I need to be able to start an external process (as one might do by
using backquotes, e.g. `ls some-dir`) but then kill that process some
time later if it has not completed. I cannot assume that the program I
call will ever complete (i.e. it potentially has an infinite loop), so
I want to be able to let the program run for 4000 microseconds (or
whatever) and if it hasn't completed, kill it.
I'd be very grateful if anyone could advise me on how to do this. It
would be desirable if the solution was as platform-neutral as possible.

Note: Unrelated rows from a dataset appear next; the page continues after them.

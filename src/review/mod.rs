//! Spaced-repetition review: the scheduler and the session controller.

pub mod scheduler;
pub mod session;

pub use scheduler::{format_interval, preview_intervals, schedule, Quality};
pub use session::{Card, ReviewSession, SessionOrder, SessionProgress, SessionState};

I need to be able to start an external process (as one might do by
using backquotes, e.g. `ls some-dir`) but then kill that process some
time later if it has not completed. I cannot assume that the program I
call will ever complete (i.e. it potentially has an infinite loop), so
I want to be able to let the program run for 4000 microseconds (or
whatever) and if it hasn't completed, kill it.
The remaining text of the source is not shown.